It’s hard to recall a time when coffee wasn’t a big deal in Sacramento. But it wasn’t all that long ago that you couldn’t get a pour-over or a fair-trade, single-origin espresso here, and hip indie coffeehouses didn’t dot the landscape like they do now.
What changed?
Within the past decade or so, a handful of local entrepreneurs brought craft coffee culture to Sacramento, with places like Naked Lounge, Old Soul, Insight, Chocolate Fish and Temple Coffee. Temple was a pioneer among pioneers: the first coffeehouse in town to sell single-origin coffee. Long before Sacramento thought to brand itself the nation’s Farm-to-Fork Capital, Temple was farm-to-cup, telling customers exactly what farm in which region of which country their coffee came from.
Temple, which operates three cafes and will open two more in the next few months, helped put Sacramento on the coffee map. In January, the digital travel magazine MatadorNetwork.com named Sacramento one of the world’s 11 best cities for coffee lovers, and Coffee Review recently singled out two of Temple’s coffees for its list of the country’s 30 best brews.
Temple owner Sean Kohmescher is an unlikely standard bearer for Sacramento’s coffee culture. Raised in Oklahoma, he moved to San Diego after high school for the beach life. To support himself, he worked at a cafe, where he fell in love with cafe culture. “It was a community, people coming and going,” he says. “You’d see the same people every day. Some people you’d see twice a day. It was like an open house all the time.”
After a few years, he relocated to San Francisco for school. While getting a de-gree in graphic design at SF State, he hung out at the city’s cafes and coffeehouses. Dreaming of opening his own coffee shop, Kohmescher moved to Sacramento and went to work for Naked Lounge.

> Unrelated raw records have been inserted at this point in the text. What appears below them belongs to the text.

use serde::Serialize;

use crate::error::Result;
use crate::validator::Warning;

use super::ReportFormatter;

#[derive(Debug, Default, Clone, Copy)]
pub struct JsonFormatter;

#[derive(Serialize)]
struct JsonOutput<'a> {
    summary: Summary,
    warnings: &'a [Warning],
}

#[derive(Serialize)]
struct Summary {
    total: usize,
    shortfalls: usize,
    extra_items: usize,
}

impl ReportFormatter for JsonFormatter {
    fn format(&self, warnings: &[Warning]) -> Result<String> {
        let extra_items = warnings.iter().filter(|w| w.is_extra_item()).count();
        let output = JsonOutput {
            summary: Summary {
                total: warnings.len(),
                shortfalls: warnings.len() - extra_items,
                extra_items,
            },
            warnings,
        };

        Ok(serde_json::to_string_pretty(&output)?)
    }
}

#[cfg(test)]
#[path = "json_tests.rs"]
mod tests;
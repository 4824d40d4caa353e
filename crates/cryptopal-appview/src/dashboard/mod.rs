//! Per-domain fetch orchestration in front of the two cache tiers.
//!
//! Every domain follows the same path: derive a key from the user's
//! preferences, try the in-memory cache, fall through to the persistent cache
//! (which may call upstream), then remember the result in memory. What happens
//! when upstream returns nothing useful is decided per domain.

pub mod insight;
pub mod keys;
pub mod memes;
pub mod news;
pub mod prices;

#[cfg(test)]
pub mod testing;

use std::fmt;
use std::future::Future;
use std::sync::Arc;

use cryptopal_cache::{CacheError, EphemeralCache, EphemeralStats, PersistentCache};
use serde::de::DeserializeOwned;
use serde::Serialize;
use tracing::debug;

use crate::constants::CacheTtl;
use crate::sources::{Sources, UpstreamError};

/// Failures that survive every fallback
#[derive(Debug)]
pub enum DashboardError {
    /// Missing or malformed request input
    InvalidInput(String),
    /// The requested data does not exist upstream or in cache
    NotFound(String),
    /// The key's call budget is spent and nothing was ever stored
    BudgetExhausted { key: String },
    /// Upstream failed and nothing was cached
    Upstream(UpstreamError),
    Serialize(serde_json::Error),
    Store(sqlx::Error),
}

impl DashboardError {
    /// HTTP status the web layer should answer with, if not a plain 500
    pub fn status_hint(&self) -> Option<u16> {
        match self {
            Self::InvalidInput(_) => Some(400),
            Self::NotFound(_) => Some(404),
            Self::BudgetExhausted { .. } => Some(503),
            Self::Upstream(_) => Some(502),
            Self::Serialize(_) | Self::Store(_) => None,
        }
    }
}

impl fmt::Display for DashboardError {
    fn fmt(&self, f: &mut fmt::Formatter<'_>) -> fmt::Result {
        match self {
            Self::InvalidInput(msg) | Self::NotFound(msg) => write!(f, "{}", msg),
            Self::BudgetExhausted { key } => {
                write!(f, "No cached data available for {} and API limit reached", key)
            }
            Self::Upstream(e) => write!(f, "{}", e),
            Self::Serialize(e) => write!(f, "Serialization error: {}", e),
            Self::Store(e) => write!(f, "Cache store error: {}", e),
        }
    }
}

impl std::error::Error for DashboardError {
    fn source(&self) -> Option<&(dyn std::error::Error + 'static)> {
        match self {
            Self::Upstream(e) => Some(e),
            Self::Serialize(e) => Some(e),
            Self::Store(e) => Some(e),
            _ => None,
        }
    }
}

impl From<UpstreamError> for DashboardError {
    fn from(e: UpstreamError) -> Self {
        Self::Upstream(e)
    }
}

impl<E: Into<DashboardError>> From<CacheError<E>> for DashboardError {
    fn from(e: CacheError<E>) -> Self {
        match e {
            CacheError::InvalidKey => Self::InvalidInput("Cache key must not be empty".into()),
            CacheError::Fetch(e) => e.into(),
            CacheError::BudgetExhausted { key } => Self::BudgetExhausted { key },
            CacheError::Serialize(e) => Self::Serialize(e),
            CacheError::Store(e) => Self::Store(e),
        }
    }
}

/// Orchestrates news, prices, AI insight and memes over both cache tiers
#[derive(Clone)]
pub struct Dashboard {
    cache: PersistentCache,
    memory: Arc<EphemeralCache>,
    sources: Sources,
}

impl Dashboard {
    pub fn new(cache: PersistentCache, memory: Arc<EphemeralCache>, sources: Sources) -> Self {
        Self {
            cache,
            memory,
            sources,
        }
    }

    pub fn memory_stats(&self) -> EphemeralStats {
        self.memory.stats()
    }

    async fn remembered<T: DeserializeOwned>(&self, key: &str) -> Option<T> {
        let hit = self.memory.get_as(key).await;
        if hit.is_some() {
            debug!(key = %key, "In-memory cache hit");
        }
        hit
    }

    async fn remember<T: Serialize>(&self, key: &str, data: &T, ttl: CacheTtl) {
        self.memory.set_as(key, data, ttl.memory).await;
    }

    async fn persistent<T, F, Fut, E>(
        &self,
        key: &str,
        ttl: CacheTtl,
        fetch: F,
    ) -> Result<T, CacheError<E>>
    where
        T: Serialize + DeserializeOwned,
        F: FnOnce() -> Fut,
        Fut: Future<Output = Result<T, E>>,
        E: fmt::Display,
    {
        self.cache
            .get_or_create_with_ttl(key, chrono::Duration::hours(ttl.persistent_hours), fetch)
            .await
    }

    /// Memory, then persistent cache, then remember the result in memory
    async fn resolve<T, F, Fut, E>(
        &self,
        key: &str,
        ttl: CacheTtl,
        fetch: F,
    ) -> Result<T, CacheError<E>>
    where
        T: Serialize + DeserializeOwned,
        F: FnOnce() -> Fut,
        Fut: Future<Output = Result<T, E>>,
        E: fmt::Display,
    {
        if let Some(hit) = self.remembered(key).await {
            return Ok(hit);
        }

        let data = self.persistent(key, ttl, fetch).await?;
        self.remember(key, &data, ttl).await;
        Ok(data)
    }
}

#[cfg(test)]
mod tests {
    use super::*;

    #[test]
    fn test_status_hints() {
        assert_eq!(DashboardError::InvalidInput("x".into()).status_hint(), Some(400));
        assert_eq!(DashboardError::NotFound("x".into()).status_hint(), Some(404));
        assert_eq!(
            DashboardError::BudgetExhausted { key: "k".into() }.status_hint(),
            Some(503)
        );
        assert_eq!(
            DashboardError::Upstream(UpstreamError::new("CoinGecko", None, "down")).status_hint(),
            Some(502)
        );
    }

    #[test]
    fn test_cache_error_conversion() {
        let err: DashboardError = CacheError::<UpstreamError>::BudgetExhausted {
            key: "prices_bitcoin_ethereum".into(),
        }
        .into();
        assert_eq!(
            err.to_string(),
            "No cached data available for prices_bitcoin_ethereum and API limit reached"
        );

        let err: DashboardError =
            CacheError::Fetch(UpstreamError::new("CryptoPanic", Some(429), "Too Many Requests"))
                .into();
        assert!(matches!(err, DashboardError::Upstream(ref e) if e.status == Some(429)));
    }
}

He began looking for his own space, but he had no money and no credit. For working capital, he sold his car (a ’58 VW) and motorcycle (a vintage ’48 Harley-Davidson Panhead), and on Nov. 1, 2005, he opened his first Temple Coffee in the old Tudor-style Levinson’s Books on 10th Street downtown. For the first six months, he worked 17 hours a day, seven days a week, and within a year, Sacramento News & Review named Temple the city’s best coffeehouse.
In 2009, Kohmescher opened a second location on S Street in midtown—a large space where he could roast beans as well as serve coffee. In his first year of roasting, Temple’s Guatemala Hunapu Antigua Bourbon landed a 97 score from Coffee Review, a publication that is to coffee geeks what Wine Spectator is to wine snobs. “That put us on the map,” says Kohmescher.
He eventually relocated the downtown shop to 9th Street and later opened a third, smaller Temple cafe on Fair Oaks Boulevard. Kohmescher designs all the shops himself, giving each one a look and feel that suits its neighborhood. The midtown shop is rustic and industrial, while the downtown cafe is sleek and urban, with lots of windows and two 14-foot-long community tables made of black walnut. The largest of the Temple cafes, it has the room to serve pour-overs and coffee made to order in a Chemex or an AeroPress—the kind of thing that coffee lovers geek out over.
Kohmescher is still in expansion mode: He plans to open a Davis cafe by mid-July and a second midtown location, at 22nd and K, in September. The Davis shop will have a Japanese-modern look and will serve nitro coffees, nitro teas and Kyoto-style cold-brew coffee, made in extremely small batches in a process that takes 24 hours. (“We’ll probably be sold out by 10 a.m.,” Kohmescher says.) The new midtown cafe will be his most personal ever. Calling it “a biography space for me,” he intends to decorate it with art, sculpture and objects that speak to his roots, like a vintage bicycle he’s owned forever. He also wants to do “cool stuff” like coffee, tea and dessert pairings.
Is there room for even more Temple Coffee stores on the grid? Yes, says Kohmescher, pointing to the multitudes of Temple customers who patiently wait in line for up to 25 minutes for an Americano or a French press. That’s a lot of people willing to plunk down almost $5 for a cup of java. Kohmescher doesn’t seem to mind competition from the other indie coffeehouses popping up around town. As far as he’s concerned, they’re just expanding the universe of craft-coffee drinkers. “Every time a new shop opens, we get busier,” he says.